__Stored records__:
──────────────────────────────

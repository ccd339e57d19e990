//! Classifying a pointer-down position against the crop box handles.

use serde::{Deserialize, Serialize};

use crate::geometry::{Point, Rect};

/// Which part of the crop box a gesture grabbed.
#[derive(Debug, Clone, Copy, Default, PartialEq, Eq, Hash, Serialize, Deserialize)]
pub enum EdgeRegion {
    /// Outside every handle; the gesture is rejected.
    #[default]
    None,
    TopLeft,
    Top,
    TopRight,
    Right,
    BottomRight,
    Bottom,
    BottomLeft,
    Left,
    /// Inside the box; the gesture moves it.
    Center,
}

impl EdgeRegion {
    /// True when dragging this region moves the box's left edge.
    pub fn moves_left(self) -> bool {
        matches!(self, Self::Left | Self::TopLeft | Self::BottomLeft)
    }

    pub fn moves_right(self) -> bool {
        matches!(self, Self::Right | Self::TopRight | Self::BottomRight)
    }

    pub fn moves_top(self) -> bool {
        matches!(self, Self::Top | Self::TopLeft | Self::TopRight)
    }

    pub fn moves_bottom(self) -> bool {
        matches!(self, Self::Bottom | Self::BottomLeft | Self::BottomRight)
    }

    pub fn is_corner(self) -> bool {
        matches!(
            self,
            Self::TopLeft | Self::TopRight | Self::BottomLeft | Self::BottomRight
        )
    }

    /// The corner diagonally opposite the drag direction `(dx, dy)`.
    ///
    /// Used when a freshly drawn box hands over to a resize: the pointer is
    /// holding the corner away from where the drag started.
    pub fn corner_for_direction(dx: f64, dy: f64) -> Self {
        match (dx < 0.0, dy < 0.0) {
            (false, false) => Self::BottomRight,
            (true, false) => Self::BottomLeft,
            (false, true) => Self::TopRight,
            (true, true) => Self::TopLeft,
        }
    }
}

/// Classify `point` against the handles of `crop_box`.
///
/// The box is first grown by `margin` on every side. Square corner handles
/// of `2 * margin` take priority, then edge strips of the same thickness,
/// then the interior (the grown box shrunk back by `margin`). Anything
/// else is [`EdgeRegion::None`].
pub fn hit_test(crop_box: Rect, point: Point, margin: f64) -> EdgeRegion {
    let frame = crop_box.inset(-margin, -margin);
    let handle = margin * 2.0;

    let top_left = Rect::new(frame.min_x(), frame.min_y(), handle, handle);
    if top_left.contains(point) {
        return EdgeRegion::TopLeft;
    }

    let top_right = Rect::new(frame.max_x() - handle, frame.min_y(), handle, handle);
    if top_right.contains(point) {
        return EdgeRegion::TopRight;
    }

    let bottom_left = Rect::new(frame.min_x(), frame.max_y() - handle, handle, handle);
    if bottom_left.contains(point) {
        return EdgeRegion::BottomLeft;
    }

    let bottom_right = Rect::new(
        frame.max_x() - handle,
        frame.max_y() - handle,
        handle,
        handle,
    );
    if bottom_right.contains(point) {
        return EdgeRegion::BottomRight;
    }

    let top = Rect::new(frame.min_x(), frame.min_y(), frame.w, handle);
    if top.contains(point) {
        return EdgeRegion::Top;
    }

    let bottom = Rect::new(frame.min_x(), frame.max_y() - handle, frame.w, handle);
    if bottom.contains(point) {
        return EdgeRegion::Bottom;
    }

    let left = Rect::new(frame.min_x(), frame.min_y(), handle, frame.h);
    if left.contains(point) {
        return EdgeRegion::Left;
    }

    let right = Rect::new(frame.max_x() - handle, frame.min_y(), handle, frame.h);
    if right.contains(point) {
        return EdgeRegion::Right;
    }

    if frame.inset(margin, margin).contains(point) {
        return EdgeRegion::Center;
    }

    EdgeRegion::None
}

#[cfg(test)]
mod tests {
    use super::*;

    const MARGIN: f64 = 22.0;

    fn bx() -> Rect {
        Rect::new(100.0, 100.0, 200.0, 100.0)
    }

    fn hit(x: f64, y: f64) -> EdgeRegion {
        hit_test(bx(), Point::new(x, y), MARGIN)
    }

    #[test]
    fn test_corners() {
        assert_eq!(hit(100.0, 100.0), EdgeRegion::TopLeft);
        assert_eq!(hit(79.0, 79.0), EdgeRegion::TopLeft);
        assert_eq!(hit(300.0, 100.0), EdgeRegion::TopRight);
        assert_eq!(hit(100.0, 200.0), EdgeRegion::BottomLeft);
        assert_eq!(hit(300.0, 200.0), EdgeRegion::BottomRight);
    }

    #[test]
    fn test_edges() {
        assert_eq!(hit(200.0, 95.0), EdgeRegion::Top);
        assert_eq!(hit(200.0, 205.0), EdgeRegion::Bottom);
        assert_eq!(hit(95.0, 150.0), EdgeRegion::Left);
        assert_eq!(hit(305.0, 150.0), EdgeRegion::Right);
    }

    #[test]
    fn test_center() {
        assert_eq!(hit(200.0, 150.0), EdgeRegion::Center);
    }

    #[test]
    fn test_outside_is_none() {
        assert_eq!(hit(50.0, 50.0), EdgeRegion::None);
        assert_eq!(hit(200.0, 250.0), EdgeRegion::None);
        // Grown frame is half-open: max edge is outside.
        assert_eq!(hit(322.0, 150.0), EdgeRegion::None);
    }

    #[test]
    fn test_corner_beats_edge() {
        // Inside both the top strip and the top-left square.
        assert_eq!(hit(120.0, 90.0), EdgeRegion::TopLeft);
    }

    #[test]
    fn test_small_box_corners_overlap() {
        // With a 42-wide box all four corner squares overlap the middle.
        let small = Rect::new(0.0, 0.0, 42.0, 42.0);
        assert_eq!(
            hit_test(small, Point::new(21.0, 21.0), MARGIN),
            EdgeRegion::TopLeft
        );
    }

    #[test]
    fn test_region_flags() {
        assert!(EdgeRegion::TopLeft.moves_left() && EdgeRegion::TopLeft.moves_top());
        assert!(EdgeRegion::Right.moves_right() && !EdgeRegion::Right.moves_top());
        assert!(!EdgeRegion::Center.is_corner());
        assert!(EdgeRegion::BottomRight.is_corner());
    }

    #[test]
    fn test_corner_for_direction() {
        assert_eq!(EdgeRegion::corner_for_direction(5.0, 5.0), EdgeRegion::BottomRight);
        assert_eq!(EdgeRegion::corner_for_direction(-5.0, 5.0), EdgeRegion::BottomLeft);
        assert_eq!(EdgeRegion::corner_for_direction(5.0, -5.0), EdgeRegion::TopRight);
        assert_eq!(EdgeRegion::corner_for_direction(-5.0, -5.0), EdgeRegion::TopLeft);
    }
}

──────────────────────────────

__Description of the task__: Exactly as shown above, return all of the entries.

__Your response__:
repository ccd339e57d19e990
//! Classifying a pointer-down position against the crop box handles.

use serde::{Deserialize, Serialize};

use crate::geometry::{Point, Rect};

/// Which part of the crop box a gesture grabbed.
#[derive(Debug, Clone, Copy, Default, PartialEq, Eq, Hash, Serialize, Deserialize)]
pub enum EdgeRegion {
    /// Outside every handle; the gesture is rejected.
    #[default]
    None,
    TopLeft,
    Top,
    TopRight,
    Right,
    BottomRight,
    Bottom,
    BottomLeft,
    Left,
    /// Inside the box; the gesture moves it.
    Center,
}

impl EdgeRegion {
    /// True when dragging this region moves the box's left edge.
    pub fn moves_left(self) -> bool {
        matches!(self, Self::Left | Self::TopLeft | Self::BottomLeft)
    }

    pub fn moves_right(self) -> bool {
        matches!(self, Self::Right | Self::TopRight | Self::BottomRight)
    }

    pub fn moves_top(self) -> bool {
        matches!(self, Self::Top | Self::TopLeft | Self::TopRight)
    }

    pub fn moves_bottom(self) -> bool {
        matches!(self, Self::Bottom | Self::BottomLeft | Self::BottomRight)
    }

    pub fn is_corner(self) -> bool {
        matches!(
            self,
            Self::TopLeft | Self::TopRight | Self::BottomLeft | Self::BottomRight
        )
    }

    /// The corner diagonally opposite the drag direction `(dx, dy)`.
    ///
    /// Used when a freshly drawn box hands over to a resize: the pointer is
    /// holding the corner away from where the drag started.
    pub fn corner_for_direction(dx: f64, dy: f64) -> Self {
        match (dx < 0.0, dy < 0.0) {
            (false, false) => Self::BottomRight,
            (true, false) => Self::BottomLeft,
            (false, true) => Self::TopRight,
            (true, true) => Self::TopLeft,
        }
    }
}

/// Classify `point` against the handles of `crop_box`.
///
/// The box is first grown by `margin` on every side. Square corner handles
/// of `2 * margin` take priority, then edge strips of the same thickness,
/// then the interior (the grown box shrunk back by `margin`). Anything
/// else is [`EdgeRegion::None`].
pub fn hit_test(crop_box: Rect, point: Point, margin: f64) -> EdgeRegion {
    let frame = crop_box.inset(-margin, -margin);
    let handle = margin * 2.0;

    let top_left = Rect::new(frame.min_x(), frame.min_y(), handle, handle);
    if top_left.contains(point) {
        return EdgeRegion::TopLeft;
    }

    let top_right = Rect::new(frame.max_x() - handle, frame.min_y(), handle, handle);
    if top_right.contains(point) {
        return EdgeRegion::TopRight;
    }

    let bottom_left = Rect::new(frame.min_x(), frame.max_y() - handle, handle, handle);
    if bottom_left.contains(point) {
        return EdgeRegion::BottomLeft;
    }

    let bottom_right = Rect::new(
        frame.max_x() - handle,
        frame.max_y() - handle,
        handle,
        handle,
    );
    if bottom_right.contains(point) {
        return EdgeRegion::BottomRight;
    }

    let top = Rect::new(frame.min_x(), frame.min_y(), frame.w, handle);
    if top.contains(point) {
        return EdgeRegion::Top;
    }

    let bottom = Rect::new(frame.min_x(), frame.max_y() - handle, frame.w, handle);
    if bottom.contains(point) {
        return EdgeRegion::Bottom;
    }

    let left = Rect::new(frame.min_x(), frame.min_y(), handle, frame.h);
    if left.contains(point) {
        return EdgeRegion::Left;
    }

    let right = Rect::new(frame.max_x() - handle, frame.min_y(), handle, frame.h);
    if right.contains(point) {
        return EdgeRegion::Right;
    }

    if frame.inset(margin, margin).contains(point) {
        return EdgeRegion::Center;
    }

    EdgeRegion::None
}

#[cfg(test)]
mod tests {
    use super::*;

    const MARGIN: f64 = 22.0;

    fn bx() -> Rect {
        Rect::new(100.0, 100.0, 200.0, 100.0)
    }

    fn hit(x: f64, y: f64) -> EdgeRegion {
        hit_test(bx(), Point::new(x, y), MARGIN)
    }

    #[test]
    fn test_corners() {
        assert_eq!(hit(100.0, 100.0), EdgeRegion::TopLeft);
        assert_eq!(hit(79.0, 79.0), EdgeRegion::TopLeft);
        assert_eq!(hit(300.0, 100.0), EdgeRegion::TopRight);
        assert_eq!(hit(100.0, 200.0), EdgeRegion::BottomLeft);
        assert_eq!(hit(300.0, 200.0), EdgeRegion::BottomRight);
    }

    #[test]
    fn test_edges() {
        assert_eq!(hit(200.0, 95.0), EdgeRegion::Top);
        assert_eq!(hit(200.0, 205.0), EdgeRegion::Bottom);
        assert_eq!(hit(95.0, 150.0), EdgeRegion::Left);
        assert_eq!(hit(305.0, 150.0), EdgeRegion::Right);
    }

    #[test]
    fn test_center() {
        assert_eq!(hit(200.0, 150.0), EdgeRegion::Center);
    }

    #[test]
    fn test_outside_is_none() {
        assert_eq!(hit(50.0, 50.0), EdgeRegion::None);
        assert_eq!(hit(200.0, 250.0), EdgeRegion::None);
        // Grown frame is half-open: max edge is outside.
        assert_eq!(hit(322.0, 150.0), EdgeRegion::None);
    }

    #[test]
    fn test_corner_beats_edge() {
        // Inside both the top strip and the top-left square.
        assert_eq!(hit(120.0, 90.0), EdgeRegion::TopLeft);
    }

    #[test]
    fn test_small_box_corners_overlap() {
        // With a 42-wide box all four corner squares overlap the middle.
        let small = Rect::new(0.0, 0.0, 42.0, 42.0);
        assert_eq!(
            hit_test(small, Point::new(21.0, 21.0), MARGIN),
            EdgeRegion::TopLeft
        );
    }

    #[test]
    fn test_region_flags() {
        assert!(EdgeRegion::TopLeft.moves_left() && EdgeRegion::TopLeft.moves_top());
        assert!(EdgeRegion::Right.moves_right() && !EdgeRegion::Right.moves_top());
        assert!(!EdgeRegion::Center.is_corner());
        assert!(EdgeRegion::BottomRight.is_corner());
    }

    #[test]
    fn test_corner_for_direction() {
        assert_eq!(EdgeRegion::corner_for_direction(5.0, 5.0), EdgeRegion::BottomRight);
        assert_eq!(EdgeRegion::corner_for_direction(-5.0, 5.0), EdgeRegion::BottomLeft);
        assert_eq!(EdgeRegion::corner_for_direction(5.0, -5.0), EdgeRegion::TopRight);
        assert_eq!(EdgeRegion::corner_for_direction(-5.0, -5.0), EdgeRegion::TopLeft);
    }
}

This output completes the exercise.